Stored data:
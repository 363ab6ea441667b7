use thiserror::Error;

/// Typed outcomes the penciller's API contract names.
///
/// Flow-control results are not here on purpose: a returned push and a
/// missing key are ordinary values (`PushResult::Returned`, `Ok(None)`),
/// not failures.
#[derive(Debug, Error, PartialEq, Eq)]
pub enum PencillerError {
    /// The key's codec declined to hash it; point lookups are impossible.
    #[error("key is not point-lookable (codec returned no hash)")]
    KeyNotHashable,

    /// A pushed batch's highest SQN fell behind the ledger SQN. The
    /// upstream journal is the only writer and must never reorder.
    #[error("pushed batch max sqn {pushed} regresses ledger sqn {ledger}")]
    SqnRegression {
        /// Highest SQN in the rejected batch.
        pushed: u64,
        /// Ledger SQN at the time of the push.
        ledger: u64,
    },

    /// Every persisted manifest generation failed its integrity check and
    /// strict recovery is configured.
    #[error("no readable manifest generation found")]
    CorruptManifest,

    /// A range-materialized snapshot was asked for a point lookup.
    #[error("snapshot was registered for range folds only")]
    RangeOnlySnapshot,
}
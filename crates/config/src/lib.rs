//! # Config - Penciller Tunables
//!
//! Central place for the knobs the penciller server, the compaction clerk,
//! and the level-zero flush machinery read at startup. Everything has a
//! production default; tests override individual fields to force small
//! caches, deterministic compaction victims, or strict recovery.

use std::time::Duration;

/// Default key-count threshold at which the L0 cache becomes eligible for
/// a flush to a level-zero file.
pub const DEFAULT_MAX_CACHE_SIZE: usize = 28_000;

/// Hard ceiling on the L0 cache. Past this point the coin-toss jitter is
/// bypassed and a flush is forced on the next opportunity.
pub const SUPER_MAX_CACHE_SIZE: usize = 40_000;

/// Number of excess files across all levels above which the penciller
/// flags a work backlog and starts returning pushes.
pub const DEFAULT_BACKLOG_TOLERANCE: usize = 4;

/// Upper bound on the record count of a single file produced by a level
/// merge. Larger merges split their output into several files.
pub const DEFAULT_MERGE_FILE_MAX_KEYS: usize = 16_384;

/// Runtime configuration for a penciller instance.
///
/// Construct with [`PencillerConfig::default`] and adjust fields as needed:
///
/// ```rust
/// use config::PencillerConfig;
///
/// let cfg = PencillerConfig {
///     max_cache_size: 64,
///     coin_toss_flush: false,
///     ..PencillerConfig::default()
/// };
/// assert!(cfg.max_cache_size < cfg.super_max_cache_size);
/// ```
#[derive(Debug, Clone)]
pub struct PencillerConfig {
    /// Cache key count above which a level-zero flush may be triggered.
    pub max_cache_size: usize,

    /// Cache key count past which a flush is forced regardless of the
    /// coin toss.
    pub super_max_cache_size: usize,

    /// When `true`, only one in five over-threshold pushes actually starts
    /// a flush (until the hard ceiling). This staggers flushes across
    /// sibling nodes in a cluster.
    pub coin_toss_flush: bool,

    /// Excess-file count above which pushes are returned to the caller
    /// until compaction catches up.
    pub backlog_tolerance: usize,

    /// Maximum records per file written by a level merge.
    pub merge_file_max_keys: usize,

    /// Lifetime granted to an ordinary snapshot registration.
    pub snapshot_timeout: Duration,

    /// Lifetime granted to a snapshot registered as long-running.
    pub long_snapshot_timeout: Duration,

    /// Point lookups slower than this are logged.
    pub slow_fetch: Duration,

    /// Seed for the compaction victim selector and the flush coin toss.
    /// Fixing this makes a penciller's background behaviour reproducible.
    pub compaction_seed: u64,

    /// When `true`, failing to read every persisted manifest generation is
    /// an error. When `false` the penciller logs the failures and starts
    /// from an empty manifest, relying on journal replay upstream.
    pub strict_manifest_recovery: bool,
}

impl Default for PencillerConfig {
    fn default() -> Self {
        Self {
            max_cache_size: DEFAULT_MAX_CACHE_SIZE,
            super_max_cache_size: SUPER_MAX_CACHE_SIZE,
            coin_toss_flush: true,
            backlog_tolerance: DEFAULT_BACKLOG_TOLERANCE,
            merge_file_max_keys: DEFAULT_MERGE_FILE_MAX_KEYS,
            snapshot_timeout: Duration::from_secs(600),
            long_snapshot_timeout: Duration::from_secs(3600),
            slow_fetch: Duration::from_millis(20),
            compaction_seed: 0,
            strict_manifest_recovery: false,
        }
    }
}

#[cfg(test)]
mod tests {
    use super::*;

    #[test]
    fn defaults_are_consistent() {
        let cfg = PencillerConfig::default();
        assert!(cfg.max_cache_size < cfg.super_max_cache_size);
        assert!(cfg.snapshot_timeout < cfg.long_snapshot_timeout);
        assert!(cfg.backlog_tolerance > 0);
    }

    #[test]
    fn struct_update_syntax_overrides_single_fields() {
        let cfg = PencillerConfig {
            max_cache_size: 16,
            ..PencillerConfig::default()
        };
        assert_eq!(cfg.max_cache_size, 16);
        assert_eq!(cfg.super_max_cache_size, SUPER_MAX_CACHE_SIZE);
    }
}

--

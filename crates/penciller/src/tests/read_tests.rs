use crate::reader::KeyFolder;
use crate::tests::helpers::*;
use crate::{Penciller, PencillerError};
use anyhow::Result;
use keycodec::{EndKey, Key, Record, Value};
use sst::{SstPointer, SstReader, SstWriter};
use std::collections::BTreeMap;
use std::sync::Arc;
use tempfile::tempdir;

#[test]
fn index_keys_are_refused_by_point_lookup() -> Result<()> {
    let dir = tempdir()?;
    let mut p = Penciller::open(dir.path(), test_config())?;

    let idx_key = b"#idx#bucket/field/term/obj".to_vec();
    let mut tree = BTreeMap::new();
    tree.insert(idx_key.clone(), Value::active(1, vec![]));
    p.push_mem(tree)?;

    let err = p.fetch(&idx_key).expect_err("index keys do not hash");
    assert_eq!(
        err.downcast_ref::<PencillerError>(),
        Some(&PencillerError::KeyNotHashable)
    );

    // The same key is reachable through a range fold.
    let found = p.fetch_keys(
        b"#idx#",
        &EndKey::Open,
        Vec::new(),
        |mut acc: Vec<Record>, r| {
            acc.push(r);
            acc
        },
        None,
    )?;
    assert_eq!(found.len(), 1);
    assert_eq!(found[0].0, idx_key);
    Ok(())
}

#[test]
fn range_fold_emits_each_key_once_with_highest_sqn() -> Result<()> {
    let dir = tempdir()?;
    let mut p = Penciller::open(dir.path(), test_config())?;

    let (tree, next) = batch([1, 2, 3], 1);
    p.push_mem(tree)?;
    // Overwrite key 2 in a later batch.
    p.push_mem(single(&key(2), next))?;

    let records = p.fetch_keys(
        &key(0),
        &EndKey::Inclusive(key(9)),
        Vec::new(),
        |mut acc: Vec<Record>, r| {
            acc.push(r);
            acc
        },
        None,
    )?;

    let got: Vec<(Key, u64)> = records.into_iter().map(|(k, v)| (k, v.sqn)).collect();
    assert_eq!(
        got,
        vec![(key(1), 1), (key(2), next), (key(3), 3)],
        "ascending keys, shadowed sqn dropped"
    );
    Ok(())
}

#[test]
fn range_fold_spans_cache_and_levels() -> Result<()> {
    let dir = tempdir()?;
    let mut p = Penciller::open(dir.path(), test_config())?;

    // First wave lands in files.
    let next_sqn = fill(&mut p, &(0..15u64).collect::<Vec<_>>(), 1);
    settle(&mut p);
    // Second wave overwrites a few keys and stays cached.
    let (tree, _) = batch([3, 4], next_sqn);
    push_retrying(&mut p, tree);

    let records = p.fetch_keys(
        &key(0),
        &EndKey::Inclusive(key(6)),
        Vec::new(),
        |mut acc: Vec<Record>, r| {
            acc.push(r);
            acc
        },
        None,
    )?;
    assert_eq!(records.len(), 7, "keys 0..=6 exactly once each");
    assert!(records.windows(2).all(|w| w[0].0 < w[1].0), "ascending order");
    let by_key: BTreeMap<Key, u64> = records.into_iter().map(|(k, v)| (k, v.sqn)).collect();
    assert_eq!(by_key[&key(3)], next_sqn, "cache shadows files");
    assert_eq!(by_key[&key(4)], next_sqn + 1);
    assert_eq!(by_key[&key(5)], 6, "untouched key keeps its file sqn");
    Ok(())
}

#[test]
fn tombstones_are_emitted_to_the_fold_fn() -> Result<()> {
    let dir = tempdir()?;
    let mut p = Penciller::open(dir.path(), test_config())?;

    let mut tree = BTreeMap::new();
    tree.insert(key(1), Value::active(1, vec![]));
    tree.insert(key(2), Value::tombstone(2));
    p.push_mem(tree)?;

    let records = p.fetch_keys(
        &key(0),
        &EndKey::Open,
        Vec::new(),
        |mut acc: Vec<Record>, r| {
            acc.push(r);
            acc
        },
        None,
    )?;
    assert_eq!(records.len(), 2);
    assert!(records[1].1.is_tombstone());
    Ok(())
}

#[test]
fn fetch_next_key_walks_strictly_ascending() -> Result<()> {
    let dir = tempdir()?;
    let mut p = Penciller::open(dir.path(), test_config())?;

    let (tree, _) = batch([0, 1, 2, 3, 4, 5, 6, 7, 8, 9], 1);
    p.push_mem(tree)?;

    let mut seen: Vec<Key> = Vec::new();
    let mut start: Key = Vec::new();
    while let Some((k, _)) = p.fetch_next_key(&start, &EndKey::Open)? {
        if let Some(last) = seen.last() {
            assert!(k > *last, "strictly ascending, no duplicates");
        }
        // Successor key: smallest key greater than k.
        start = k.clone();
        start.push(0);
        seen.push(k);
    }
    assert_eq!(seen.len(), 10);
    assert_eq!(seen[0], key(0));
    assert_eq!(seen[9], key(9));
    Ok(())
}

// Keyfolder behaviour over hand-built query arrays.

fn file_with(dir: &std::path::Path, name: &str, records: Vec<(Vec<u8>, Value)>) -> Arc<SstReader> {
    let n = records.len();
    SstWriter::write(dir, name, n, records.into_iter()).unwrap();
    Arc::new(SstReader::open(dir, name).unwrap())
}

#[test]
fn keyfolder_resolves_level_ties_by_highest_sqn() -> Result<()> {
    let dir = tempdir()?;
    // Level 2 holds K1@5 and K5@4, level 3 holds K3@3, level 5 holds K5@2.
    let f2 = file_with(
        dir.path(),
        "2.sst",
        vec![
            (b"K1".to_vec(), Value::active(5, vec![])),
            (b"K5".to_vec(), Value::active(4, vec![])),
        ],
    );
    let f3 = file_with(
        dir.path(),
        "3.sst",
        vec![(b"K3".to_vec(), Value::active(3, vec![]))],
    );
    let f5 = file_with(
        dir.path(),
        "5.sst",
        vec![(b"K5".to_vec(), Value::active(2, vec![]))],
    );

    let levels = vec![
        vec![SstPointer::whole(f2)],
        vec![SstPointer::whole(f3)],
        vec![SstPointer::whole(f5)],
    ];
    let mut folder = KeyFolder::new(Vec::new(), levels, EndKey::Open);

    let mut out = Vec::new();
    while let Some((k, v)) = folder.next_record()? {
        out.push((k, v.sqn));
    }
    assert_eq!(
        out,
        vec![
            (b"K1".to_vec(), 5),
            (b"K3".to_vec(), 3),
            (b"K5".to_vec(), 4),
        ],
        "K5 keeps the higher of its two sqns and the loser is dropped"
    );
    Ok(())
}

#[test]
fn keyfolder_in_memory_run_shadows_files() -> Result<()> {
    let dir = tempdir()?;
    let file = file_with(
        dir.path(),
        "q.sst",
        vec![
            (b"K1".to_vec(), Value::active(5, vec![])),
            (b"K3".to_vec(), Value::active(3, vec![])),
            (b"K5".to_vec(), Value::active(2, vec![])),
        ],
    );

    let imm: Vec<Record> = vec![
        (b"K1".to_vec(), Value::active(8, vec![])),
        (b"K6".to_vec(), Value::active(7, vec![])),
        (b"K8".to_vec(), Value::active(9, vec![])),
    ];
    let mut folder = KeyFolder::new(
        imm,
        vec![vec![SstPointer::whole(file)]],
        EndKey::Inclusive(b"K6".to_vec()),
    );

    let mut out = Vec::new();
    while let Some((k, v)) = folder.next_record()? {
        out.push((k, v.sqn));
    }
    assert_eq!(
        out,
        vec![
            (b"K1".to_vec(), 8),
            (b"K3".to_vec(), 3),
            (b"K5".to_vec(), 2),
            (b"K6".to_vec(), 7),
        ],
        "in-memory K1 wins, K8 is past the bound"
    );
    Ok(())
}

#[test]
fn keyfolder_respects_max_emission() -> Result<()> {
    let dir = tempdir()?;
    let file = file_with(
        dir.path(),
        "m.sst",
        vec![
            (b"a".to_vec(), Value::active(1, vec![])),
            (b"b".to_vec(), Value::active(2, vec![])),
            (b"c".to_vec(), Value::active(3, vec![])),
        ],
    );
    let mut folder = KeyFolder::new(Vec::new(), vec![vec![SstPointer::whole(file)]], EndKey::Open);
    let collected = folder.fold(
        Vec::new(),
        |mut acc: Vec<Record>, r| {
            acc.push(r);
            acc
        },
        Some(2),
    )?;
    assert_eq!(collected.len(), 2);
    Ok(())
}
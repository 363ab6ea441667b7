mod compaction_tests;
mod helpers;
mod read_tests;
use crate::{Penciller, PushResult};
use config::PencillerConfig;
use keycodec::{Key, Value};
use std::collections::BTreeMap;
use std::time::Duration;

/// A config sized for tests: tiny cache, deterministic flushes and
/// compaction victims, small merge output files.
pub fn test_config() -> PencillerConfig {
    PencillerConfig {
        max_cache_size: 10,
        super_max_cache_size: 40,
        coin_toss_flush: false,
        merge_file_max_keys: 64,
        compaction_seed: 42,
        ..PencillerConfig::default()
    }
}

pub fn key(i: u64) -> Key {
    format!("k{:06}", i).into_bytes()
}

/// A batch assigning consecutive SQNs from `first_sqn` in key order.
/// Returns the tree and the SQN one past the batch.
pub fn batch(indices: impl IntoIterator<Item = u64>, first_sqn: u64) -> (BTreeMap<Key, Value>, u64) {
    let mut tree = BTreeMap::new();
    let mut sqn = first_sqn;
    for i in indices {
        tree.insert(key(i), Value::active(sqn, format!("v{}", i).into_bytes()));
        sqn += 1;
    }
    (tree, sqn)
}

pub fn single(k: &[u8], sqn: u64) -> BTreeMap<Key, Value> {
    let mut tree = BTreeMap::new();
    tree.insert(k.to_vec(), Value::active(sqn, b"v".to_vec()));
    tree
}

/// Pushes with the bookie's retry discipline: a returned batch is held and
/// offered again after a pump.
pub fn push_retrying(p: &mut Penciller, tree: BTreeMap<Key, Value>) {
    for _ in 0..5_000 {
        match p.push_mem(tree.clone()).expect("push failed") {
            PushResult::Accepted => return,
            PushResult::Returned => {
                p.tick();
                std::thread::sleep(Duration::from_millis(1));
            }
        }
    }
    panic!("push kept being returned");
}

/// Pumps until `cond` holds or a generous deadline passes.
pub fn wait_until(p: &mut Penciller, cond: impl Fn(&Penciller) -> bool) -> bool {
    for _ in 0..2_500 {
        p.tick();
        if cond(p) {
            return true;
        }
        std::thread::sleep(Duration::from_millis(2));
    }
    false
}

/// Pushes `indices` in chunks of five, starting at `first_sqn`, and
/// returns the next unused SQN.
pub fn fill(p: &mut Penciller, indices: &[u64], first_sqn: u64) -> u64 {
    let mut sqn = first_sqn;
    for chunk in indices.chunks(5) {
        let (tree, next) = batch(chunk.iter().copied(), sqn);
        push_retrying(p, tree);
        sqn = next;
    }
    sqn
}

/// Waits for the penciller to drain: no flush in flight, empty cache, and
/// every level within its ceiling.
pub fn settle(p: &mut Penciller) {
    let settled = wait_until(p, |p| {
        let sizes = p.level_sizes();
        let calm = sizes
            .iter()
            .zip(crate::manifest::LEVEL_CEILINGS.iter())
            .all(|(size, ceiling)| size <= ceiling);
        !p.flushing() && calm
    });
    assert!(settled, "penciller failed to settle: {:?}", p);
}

* **WHAT YOU HAVE TO DO**
Given the records above, return exactly the lines starting at the line containing "- Penciller Tunables" and ending at the line containing "#[derive(Debug, Clone)]", including both.

* **ANSWER TO THE EXERCISE**
//! # Config - Penciller Tunables
//!
//! Central place for the knobs the penciller server, the compaction clerk,
//! and the level-zero flush machinery read at startup. Everything has a
//! production default; tests override individual fields to force small
//! caches, deterministic compaction victims, or strict recovery.

use std::time::Duration;

/// Default key-count threshold at which the L0 cache becomes eligible for
/// a flush to a level-zero file.
pub const DEFAULT_MAX_CACHE_SIZE: usize = 28_000;

/// Hard ceiling on the L0 cache. Past this point the coin-toss jitter is
/// bypassed and a flush is forced on the next opportunity.
pub const SUPER_MAX_CACHE_SIZE: usize = 40_000;

/// Number of excess files across all levels above which the penciller
/// flags a work backlog and starts returning pushes.
pub const DEFAULT_BACKLOG_TOLERANCE: usize = 4;

/// Upper bound on the record count of a single file produced by a level
/// merge. Larger merges split their output into several files.
pub const DEFAULT_MERGE_FILE_MAX_KEYS: usize = 16_384;

/// Runtime configuration for a penciller instance.
///
/// Construct with [`PencillerConfig::default`] and adjust fields as needed:
///
/// ```rust
/// use config::PencillerConfig;
///
/// let cfg = PencillerConfig {
///     max_cache_size: 64,
///     coin_toss_flush: false,
///     ..PencillerConfig::default()
/// };
/// assert!(cfg.max_cache_size < cfg.super_max_cache_size);
/// ```
#[derive(Debug, Clone)]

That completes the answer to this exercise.